Cocaine self-administration (SA) significantly reduces the ability of multiple dopamine (DA) uptake blockers to inhibit DA uptake, with the exception of methylphenidate (MPH). The top row of graphs (a–d) demonstrates the effect of cocaine (a), nomifensine (b), bupropion (c), and MPH (d) on DA uptake, measured as apparent K_m (y axis scaling varies across panels). Note that uptake inhibition is significantly reduced in animals with a history of cocaine SA (green squares) when compared with naïve animals (black squares) in panels a–c (^**p<0.001; ^*p<0.05).
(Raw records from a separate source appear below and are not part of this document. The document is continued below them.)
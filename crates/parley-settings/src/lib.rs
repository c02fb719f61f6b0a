//! # parley-settings
//!
//! Configuration management with layered sources for the Parley gateway.
//!
//! Settings are loaded from three layers (in priority order):
//! 1. **Compiled defaults** — [`ParleySettings::default()`]
//! 2. **Settings file** — optional JSON file (merged over defaults)
//! 3. **Environment variables** — `PARLEY_*` overrides (highest priority)
//!
//! The session timing values (idle timeout 30 minutes, sweep interval
//! 15 minutes) are configuration, not protocol constants, but default to
//! those values for client compatibility.

#![deny(unsafe_code)]

pub mod errors;
pub mod loader;
pub mod types;

pub use errors::{Result, SettingsError};
pub use loader::{load_settings, load_settings_from_path};
pub use types::*;
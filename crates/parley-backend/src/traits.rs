//! Collaborator traits consumed by the session core.

use std::pin::Pin;

use async_trait::async_trait;
use futures::Stream;
use parley_core::events::ReplyEvent;
use parley_core::ids::ThreadId;

use crate::error::BackendError;

/// Ordered stream of reply events for one turn.
pub type ReplyStream = Pin<Box<dyn Stream<Item = ReplyEvent> + Send>>;

/// The conversation backend: owns threads and produces streamed replies.
///
/// Treated as a stateless remote service — no in-process shared state, so
/// callers need no coordination beyond these contracts.
#[async_trait]
pub trait ConversationBackend: Send + Sync {
    /// Create a new conversation thread.
    async fn create_thread(&self) -> Result<ThreadId, BackendError>;

    /// Append a user message to a thread.
    ///
    /// Must complete before a reply stream is requested for the turn.
    async fn append_message(&self, thread: &ThreadId, text: &str) -> Result<(), BackendError>;

    /// Request the reply stream for the thread's latest message.
    ///
    /// The stream yields events in generation order and ends with a
    /// terminal [`ReplyEvent::Completed`] or [`ReplyEvent::Failed`].
    async fn stream_reply(&self, thread: &ThreadId) -> Result<ReplyStream, BackendError>;

    /// Delete a thread. [`BackendError::ThreadNotFound`] means the thread
    /// is already gone and is treated as success by cleanup.
    async fn delete_thread(&self, thread: &ThreadId) -> Result<(), BackendError>;
}

/// Best-effort quick-reply generation after a completed turn.
#[async_trait]
pub trait SuggestionGenerator: Send + Sync {
    /// Generate follow-up suggestions for `(prompt, full_reply)`.
    ///
    /// Failure is non-fatal; callers log and swallow it.
    async fn generate(&self, prompt: &str, reply: &str) -> Result<Vec<String>, BackendError>;
}
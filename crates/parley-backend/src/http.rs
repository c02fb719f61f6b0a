//! HTTP implementations of the collaborator traits.
//!
//! Wire format:
//!
//! - `POST {base}/v1/threads` → `{"id": "..."}`
//! - `POST {base}/v1/threads/{id}/messages` with `{"role": "user", "content": "..."}`
//! - `POST {base}/v1/threads/{id}/replies` → `text/event-stream` of
//!   [`ReplyEvent`]-shaped JSON data frames
//! - `DELETE {base}/v1/threads/{id}` — 404 maps to [`BackendError::ThreadNotFound`]
//! - `POST {base}/v1/suggestions` with `{"prompt": ..., "reply": ...}` →
//!   `{"suggestions": ["...", ...]}`

use async_trait::async_trait;
use eventsource_stream::Eventsource;
use futures::StreamExt;
use reqwest::header::{AUTHORIZATION, HeaderMap, HeaderValue};
use reqwest::{Response, StatusCode};
use serde::{Deserialize, Serialize};
use tracing::{debug, instrument, warn};

use parley_core::events::ReplyEvent;
use parley_core::ids::ThreadId;

use crate::error::BackendError;
use crate::traits::{ConversationBackend, ReplyStream, SuggestionGenerator};

/// Number of quick replies requested per completed turn.
pub const SUGGESTION_COUNT: usize = 3;

/// HTTP client for the conversation backend.
pub struct HttpBackend {
    base_url: String,
    client: reqwest::Client,
    headers: HeaderMap,
}

#[derive(Deserialize)]
struct CreateThreadResponse {
    id: String,
}

#[derive(Serialize)]
struct AppendMessageRequest<'a> {
    role: &'static str,
    content: &'a str,
}

impl HttpBackend {
    /// Create a new backend client.
    ///
    /// `api_key`, when present, is sent as a bearer token on every request.
    #[must_use]
    pub fn new(base_url: impl Into<String>, api_key: Option<&str>) -> Self {
        Self::with_client(base_url, api_key, reqwest::Client::new())
    }

    /// Create a new backend client with a shared HTTP client.
    #[must_use]
    pub fn with_client(
        base_url: impl Into<String>,
        api_key: Option<&str>,
        client: reqwest::Client,
    ) -> Self {
        let mut base_url = base_url.into();
        while base_url.ends_with('/') {
            base_url.pop();
        }
        Self {
            base_url,
            client,
            headers: build_headers(api_key),
        }
    }

    fn url(&self, path: &str) -> String {
        format!("{}{path}", self.base_url)
    }
}

/// Bearer-auth headers; an unencodable key is dropped with a warning.
fn build_headers(api_key: Option<&str>) -> HeaderMap {
    let mut headers = HeaderMap::new();
    if let Some(key) = api_key {
        match HeaderValue::from_str(&format!("Bearer {key}")) {
            Ok(value) => {
                let _ = headers.insert(AUTHORIZATION, value);
            }
            Err(_) => warn!("backend API key is not a valid header value, ignoring"),
        }
    }
    headers
}

/// Map a non-success response to a [`BackendError`], consuming the body.
async fn status_error(response: Response) -> BackendError {
    let status = response.status();
    if status == StatusCode::NOT_FOUND {
        return BackendError::ThreadNotFound;
    }
    let message = response
        .text()
        .await
        .unwrap_or_else(|_| status.to_string());
    BackendError::Api {
        status: status.as_u16(),
        message,
    }
}

#[async_trait]
impl ConversationBackend for HttpBackend {
    #[instrument(skip(self))]
    async fn create_thread(&self) -> Result<ThreadId, BackendError> {
        let response = self
            .client
            .post(self.url("/v1/threads"))
            .headers(self.headers.clone())
            .send()
            .await?;
        if !response.status().is_success() {
            return Err(status_error(response).await);
        }
        let body: CreateThreadResponse = response.json().await?;
        debug!(thread_id = %body.id, "thread created");
        Ok(ThreadId::from(body.id))
    }

    #[instrument(skip(self, text), fields(thread_id = %thread))]
    async fn append_message(&self, thread: &ThreadId, text: &str) -> Result<(), BackendError> {
        let response = self
            .client
            .post(self.url(&format!("/v1/threads/{thread}/messages")))
            .headers(self.headers.clone())
            .json(&AppendMessageRequest {
                role: "user",
                content: text,
            })
            .send()
            .await?;
        if !response.status().is_success() {
            return Err(status_error(response).await);
        }
        Ok(())
    }

    #[instrument(skip(self), fields(thread_id = %thread))]
    async fn stream_reply(&self, thread: &ThreadId) -> Result<ReplyStream, BackendError> {
        let response = self
            .client
            .post(self.url(&format!("/v1/threads/{thread}/replies")))
            .headers(self.headers.clone())
            .send()
            .await?;
        if !response.status().is_success() {
            return Err(status_error(response).await);
        }

        // Each SSE data frame carries one ReplyEvent. A malformed frame or a
        // transport error becomes a terminal Failed event; the coordinator
        // stops at the first terminal event, so trailing frames are moot.
        let stream = response.bytes_stream().eventsource().map(|frame| {
            match frame {
                Ok(event) => serde_json::from_str::<ReplyEvent>(&event.data).unwrap_or_else(|e| {
                    ReplyEvent::Failed {
                        error: format!("malformed stream event: {e}"),
                    }
                }),
                Err(e) => ReplyEvent::Failed {
                    error: e.to_string(),
                },
            }
        });
        Ok(Box::pin(stream))
    }

    #[instrument(skip(self), fields(thread_id = %thread))]
    async fn delete_thread(&self, thread: &ThreadId) -> Result<(), BackendError> {
        let response = self
            .client
            .delete(self.url(&format!("/v1/threads/{thread}")))
            .headers(self.headers.clone())
            .send()
            .await?;
        if !response.status().is_success() {
            return Err(status_error(response).await);
        }
        debug!("thread deleted");
        Ok(())
    }
}

/// HTTP client for the suggestion generator.
pub struct HttpSuggestionGenerator {
    base_url: String,
    client: reqwest::Client,
    headers: HeaderMap,
}

#[derive(Serialize)]
struct SuggestionRequest<'a> {
    prompt: &'a str,
    reply: &'a str,
    count: usize,
}

#[derive(Deserialize)]
struct SuggestionResponse {
    suggestions: Vec<String>,
}

impl HttpSuggestionGenerator {
    /// Create a new suggestion client.
    #[must_use]
    pub fn new(base_url: impl Into<String>, api_key: Option<&str>) -> Self {
        Self::with_client(base_url, api_key, reqwest::Client::new())
    }

    /// Create a new suggestion client with a shared HTTP client.
    #[must_use]
    pub fn with_client(
        base_url: impl Into<String>,
        api_key: Option<&str>,
        client: reqwest::Client,
    ) -> Self {
        let mut base_url = base_url.into();
        while base_url.ends_with('/') {
            base_url.pop();
        }
        Self {
            base_url,
            client,
            headers: build_headers(api_key),
        }
    }
}

#[async_trait]
impl SuggestionGenerator for HttpSuggestionGenerator {
    #[instrument(skip_all)]
    async fn generate(&self, prompt: &str, reply: &str) -> Result<Vec<String>, BackendError> {
        let response = self
            .client
            .post(format!("{}/v1/suggestions", self.base_url))
            .headers(self.headers.clone())
            .json(&SuggestionRequest {
                prompt,
                reply,
                count: SUGGESTION_COUNT,
            })
            .send()
            .await?;
        if !response.status().is_success() {
            return Err(status_error(response).await);
        }
        let mut body: SuggestionResponse = response.json().await?;
        body.suggestions.truncate(SUGGESTION_COUNT);
        Ok(body.suggestions)
    }
}
//! In-memory session store with atomic lifecycle operations.
//!
//! The registry is the sole writer of session records; every other component
//! reads or requests mutations through the operations here. All mutating
//! operations are atomic with respect to each other — a single lock guards
//! the map, so two nearly-simultaneous calls against the same session never
//! interleave partially.

use std::collections::HashMap;
use std::sync::Arc;

use chrono::{DateTime, Utc};
use metrics::gauge;
use parking_lot::Mutex;
use parley_core::ids::{SessionId, ThreadId};
use tracing::debug;

use crate::expiry::{ExpirationScheduler, ExpirationTimer};

/// Session lifecycle state.
///
/// Transitions only `Active -> PendingDeletion`; removal is the only way out
/// of `PendingDeletion`.
#[derive(Clone, Copy, Debug, PartialEq, Eq)]
pub enum SessionStatus {
    /// The only state from which operations are served.
    Active,
    /// Terminal staging state before removal.
    PendingDeletion,
}

/// One session record. Owned exclusively by the registry.
struct SessionRecord {
    thread_id: Option<ThreadId>,
    created_at: DateTime<Utc>,
    last_active: DateTime<Utc>,
    status: SessionStatus,
    /// At most one live timer; replaced atomically under the registry lock.
    timer: Option<ExpirationTimer>,
    /// Serializes prompt handling for this session (in-order turn queue).
    turn_gate: Arc<tokio::sync::Mutex<()>>,
}

/// Read-only copy of a record's data fields.
#[derive(Clone, Debug)]
pub struct SessionSnapshot {
    /// The session's id.
    pub id: SessionId,
    /// Bound conversation thread, if any.
    pub thread_id: Option<ThreadId>,
    /// Creation time.
    pub created_at: DateTime<Utc>,
    /// Last accepted prompt or resume.
    pub last_active: DateTime<Utc>,
    /// Lifecycle state.
    pub status: SessionStatus,
}

/// The session store.
pub struct SessionRegistry {
    sessions: Mutex<HashMap<SessionId, SessionRecord>>,
    scheduler: Arc<ExpirationScheduler>,
}

impl SessionRegistry {
    /// Create an empty registry using `scheduler` for timer re-arming.
    pub fn new(scheduler: Arc<ExpirationScheduler>) -> Self {
        Self {
            sessions: Mutex::new(HashMap::new()),
            scheduler,
        }
    }

    /// Allocate a new `Active` session: no thread, no timer,
    /// `last_active = now`. Always succeeds; ids are never reused.
    pub fn create(&self) -> SessionId {
        let id = SessionId::generate();
        let now = Utc::now();
        let mut sessions = self.sessions.lock();
        let _ = sessions.insert(
            id.clone(),
            SessionRecord {
                thread_id: None,
                created_at: now,
                last_active: now,
                status: SessionStatus::Active,
                timer: None,
                turn_gate: Arc::new(tokio::sync::Mutex::new(())),
            },
        );
        gauge!("sessions_active").set(sessions.len() as f64);
        debug!(session_id = %id, "session created");
        id
    }

    /// Look up a session. No side effects.
    pub fn get(&self, id: &SessionId) -> Option<SessionSnapshot> {
        let sessions = self.sessions.lock();
        sessions.get(id).map(|record| snapshot(id, record))
    }

    /// True iff the session exists and is `Active`.
    pub fn is_active(&self, id: &SessionId) -> bool {
        let sessions = self.sessions.lock();
        sessions
            .get(id)
            .is_some_and(|r| r.status == SessionStatus::Active)
    }

    /// Keep a session alive and re-arm its own death.
    ///
    /// Fails (returns `None`) unless the session exists and is `Active`.
    /// On success: updates `last_active`, cancels any existing timer, and
    /// arms a replacement — all under one lock, so two live timers for the
    /// same session are impossible.
    pub fn refresh(&self, id: &SessionId) -> Option<SessionSnapshot> {
        let mut sessions = self.sessions.lock();
        let record = sessions.get_mut(id)?;
        if record.status != SessionStatus::Active {
            return None;
        }
        record.last_active = Utc::now();
        if let Some(old) = record.timer.take() {
            old.cancel();
        }
        record.timer = Some(self.scheduler.arm(id.clone()));
        Some(snapshot(id, record))
    }

    /// Bind the conversation thread, exactly once.
    ///
    /// Returns false if the session is missing, not `Active`, or already
    /// bound. Once set, the thread id is immutable for the session's life.
    pub fn bind_thread(&self, id: &SessionId, thread_id: ThreadId) -> bool {
        let mut sessions = self.sessions.lock();
        let Some(record) = sessions.get_mut(id) else {
            return false;
        };
        if record.status != SessionStatus::Active || record.thread_id.is_some() {
            return false;
        }
        record.thread_id = Some(thread_id);
        true
    }

    /// Transition `Active -> PendingDeletion`.
    ///
    /// Returns true only on the actual transition — this is the guard that
    /// lets exactly one of several racing cleanup paths proceed to the
    /// remote delete. Returns false if the session is absent or already
    /// `PendingDeletion`. Entering `PendingDeletion` cancels the timer so it
    /// can never fire a duplicate cleanup.
    pub fn mark_for_deletion(&self, id: &SessionId) -> bool {
        let mut sessions = self.sessions.lock();
        let Some(record) = sessions.get_mut(id) else {
            return false;
        };
        if record.status != SessionStatus::Active {
            return false;
        }
        record.status = SessionStatus::PendingDeletion;
        if let Some(timer) = record.timer.take() {
            timer.cancel();
        }
        debug!(session_id = %id, "session marked for deletion");
        true
    }

    /// Cancel any timer and delete the record unconditionally.
    ///
    /// Idempotent: removing an absent id is a no-op.
    pub fn remove(&self, id: &SessionId) {
        let mut sessions = self.sessions.lock();
        if let Some(record) = sessions.remove(id) {
            if let Some(timer) = record.timer {
                timer.cancel();
            }
            gauge!("sessions_active").set(sessions.len() as f64);
            debug!(session_id = %id, "session removed");
        }
    }

    /// Sessions due for cleanup as of `now`: every `PendingDeletion` record
    /// plus every `Active` record idle longer than the configured timeout.
    pub fn list_expired(&self, now: DateTime<Utc>) -> Vec<SessionId> {
        let idle_timeout = chrono::Duration::from_std(self.scheduler.idle_timeout())
            .unwrap_or_else(|_| chrono::Duration::MAX);
        let sessions = self.sessions.lock();
        sessions
            .iter()
            .filter(|(_, record)| match record.status {
                SessionStatus::PendingDeletion => true,
                SessionStatus::Active => now - record.last_active > idle_timeout,
            })
            .map(|(id, _)| id.clone())
            .collect()
    }

    /// The per-session turn gate, for in-order prompt handling.
    pub fn turn_gate(&self, id: &SessionId) -> Option<Arc<tokio::sync::Mutex<()>>> {
        let sessions = self.sessions.lock();
        sessions.get(id).map(|r| Arc::clone(&r.turn_gate))
    }

    /// Whether the session currently has a live (armed, unfired) timer.
    pub fn has_timer(&self, id: &SessionId) -> bool {
        let sessions = self.sessions.lock();
        sessions
            .get(id)
            .and_then(|r| r.timer.as_ref())
            .is_some_and(|t| !t.is_finished())
    }

    /// Number of stored sessions (any status).
    pub fn len(&self) -> usize {
        self.sessions.lock().len()
    }

    /// Whether the registry is empty.
    pub fn is_empty(&self) -> bool {
        self.sessions.lock().is_empty()
    }

    /// Test hook: rewind `last_active` to simulate idle age without waiting.
    #[cfg(test)]
    pub(crate) fn backdate_last_active(&self, id: &SessionId, when: DateTime<Utc>) {
        let mut sessions = self.sessions.lock();
        if let Some(record) = sessions.get_mut(id) {
            record.last_active = when;
        }
    }
}

fn snapshot(id: &SessionId, record: &SessionRecord) -> SessionSnapshot {
    SessionSnapshot {
        id: id.clone(),
        thread_id: record.thread_id.clone(),
        created_at: record.created_at,
        last_active: record.last_active,
        status: record.status,
    }
}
When MPH is applied to the slice (d), however, the groups perfectly overlap, indicating no difference in the ability of MPH to inhibit DA uptake following cocaine SA. DA peak height for each concentration of cocaine (e), nomifensine (f), bupropion (g), and MPH (h), expressed as a percent of baseline peak height acquired before drug application. Blocker-induced increases in peak height (from baseline) are thought to largely represent increases in uptake inhibition when using brain slices. MPH, therefore, resembles cocaine in that normalized peak height (ie, uptake inhibition) at low concentrations is significantly higher in naïve animals (black squares) relative to cocaine SA animals (green squares), with no differences at higher concentrations. The colour reproduction of the figure is available at the Neuropsychopharmacology journal online.

Figure 4

Representative dopamine (DA) traces (matched peak height) demonstrating no effect of cocaine self-administration (SA) on the ability of methylphenidate (MPH) (10 μM) to inhibit DA uptake, similar to the lack of effect demonstrated by releasers (methamphetamine (30 μM)), but not blockers (cocaine (10 μM)). Note that the descending limb of DA curve from animals with a history of cocaine SA (green traces) is slower and shifted to the right relative to naïve (black traces) at baseline (a). In addition, the descending limb of DA curve from animals with a history of cocaine SA is substantially reduced relative to naïve for cocaine (b), but not for MPH (c) and methamphetamine (d). The colour reproduction of the figure is available at the Neuropsychopharmacology journal online.

Figure 5

Cocaine self-administration (SA) has no effect on the ability of multiple dopamine (DA) releasers to inhibit DA uptake. The top row of graphs (a–e) demonstrates the effect of 3,4-methylenedioxymethamphetamine (MDMA) (a), methamphetamine (b), phentermine (c), and amphetamine (d) and the non-amphetamine releaser 4-benzylpiperidine (BPP) (e) on DA uptake for both naïve (black squares) and cocaine SA animals (green squares), measured as apparent K_m (y axis scaling varies across panels). Normalized stimulated DA release (bottom row; f–j), measured across all concentrations of drugs, indicated no effect of a history of cocaine SA on the decline in stimulated DA release to increasing doses of releasers. The colour reproduction of the figure is available at the Neuropsychopharmacology journal online.